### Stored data
*** Block opens ***
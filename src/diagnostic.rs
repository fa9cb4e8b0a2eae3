//! Diagnostic records and the sink they are submitted to.
//!
//! The diagnostics sink is an external collaborator (spec §6): this crate
//! only produces [`Diagnostic`] values and pushes them through a
//! [`DiagnosticSink`]. What happens to them (rendering, deduplication,
//! terminal colors) is entirely up to the embedding compiler.

use crate::token::TokenId;

/// One reported-and-continued problem.
#[derive(Debug, Clone, PartialEq)]
pub struct Diagnostic {
    pub tag: DiagnosticTag,
    pub token: TokenId,
    pub extra: Option<Extra>,
}

/// Extra interpolation data carried alongside a diagnostic tag.
#[derive(Debug, Clone, PartialEq)]
pub enum Extra {
    /// A single lexeme or name to interpolate into the tag's message.
    Text(String),
    /// An `{expected, actual}` pair, used for token-mismatch errors.
    Mismatch {
        expected: String,
        actual: String,
    },
}

/// Every diagnosable condition the core can raise.
///
/// Kept as a closed enum (rather than ad hoc strings) so the embedding
/// compiler can match on `tag` to localize or filter messages, while the
/// `extra` field still carries the free-form parts.
#[derive(Debug, Clone, Copy, PartialEq, Eq)]
pub enum DiagnosticTag {
    /// Specifier Builder: e.g. `unsigned` repeated, or applied twice.
    DuplicateSpecifier,
    /// Specifier Builder: two specifiers cannot be combined, e.g.
    /// `signed` after `unsigned long long`.
    CannotCombineSpecifier,
    /// Specifier Builder: no type specifier at all; the declaration
    /// defaults to `int`.
    MissingTypeSpecifier,
    /// Specifier Builder: `_Complex`/`complex long` with no base float.
    ComplexWithNoBase,
    /// Qualifier appears more than once on the same entity.
    DuplicateQualifier,
    /// `restrict` used on a non-pointer type.
    RestrictOnNonPointer,
    /// `static`/`*` used on a non-outermost array dimension, or
    /// `static_array`/`unspecified_variable_len_array` nested inside
    /// another array.
    ArrayQualifierNotOutermost,
    /// Array or VLA element type is incomplete or a function.
    InvalidArrayElement,
    /// Function return type is an array or a function.
    InvalidFunctionReturn,
    /// `void` used as one of several parameters, or qualified `void`.
    MisplacedVoidParameter,
    /// More than one storage-class specifier in a decl-specifier sequence.
    MultipleStorageClass,
    /// `_Thread_local` combined with an incompatible storage class.
    InvalidThreadLocal,
    /// `inline`/`_Noreturn` repeated.
    DuplicateFunctionSpecifier,
    /// `inline`/`_Noreturn` on a declaration that is not a function.
    FunctionSpecifierOnNonFunction,
    /// Initializer on a `typedef` or a function declarator.
    InvalidInitializer,
    /// Initializer present alongside `extern`; storage class is downgraded.
    ExternWithInitializer,
    /// A nested nested function definition (only top-level allowed).
    FuncNotInRoot,
    /// `_Static_assert` whose constant expression evaluated to zero.
    StaticAssertFailed,
    /// Generic token-mismatch error (see [`Extra::Mismatch`]).
    UnexpectedToken,
}

/// Receives diagnostics as they are produced.
///
/// A parser instance holds `&mut dyn DiagnosticSink` for its lifetime; all
/// calls are synchronous and the only guarantee is submission order.
pub trait DiagnosticSink {
    fn report(&mut self, diagnostic: Diagnostic);
}

/// Accumulates diagnostics in memory, the shape most tests want.
#[derive(Debug, Default, Clone)]
pub struct VecSink(pub Vec<Diagnostic>);

impl VecSink {
    pub fn new() -> Self {
        Self(Vec::new())
    }

    pub fn has_tag(&self, tag: DiagnosticTag) -> bool {
        self.0.iter().any(|d| d.tag == tag)
    }
}

impl DiagnosticSink for VecSink {
    fn report(&mut self, diagnostic: Diagnostic) {
        log::debug!("diagnostic: {:?}", diagnostic);
        self.0.push(diagnostic);
    }
}

/// Discards every diagnostic. Useful for drivers that only want the parse
/// tree and will re-derive errors elsewhere.
#[derive(Debug, Default, Clone, Copy)]
pub struct NullSink;

impl DiagnosticSink for NullSink {
    fn report(&mut self, _diagnostic: Diagnostic) {}
}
*** Block closes ***
### TASK GOAL
Looking back over the records above, in how many lines does the word "VecSink" occur? Give the number alone.

### EXPECTED OUTPUT
3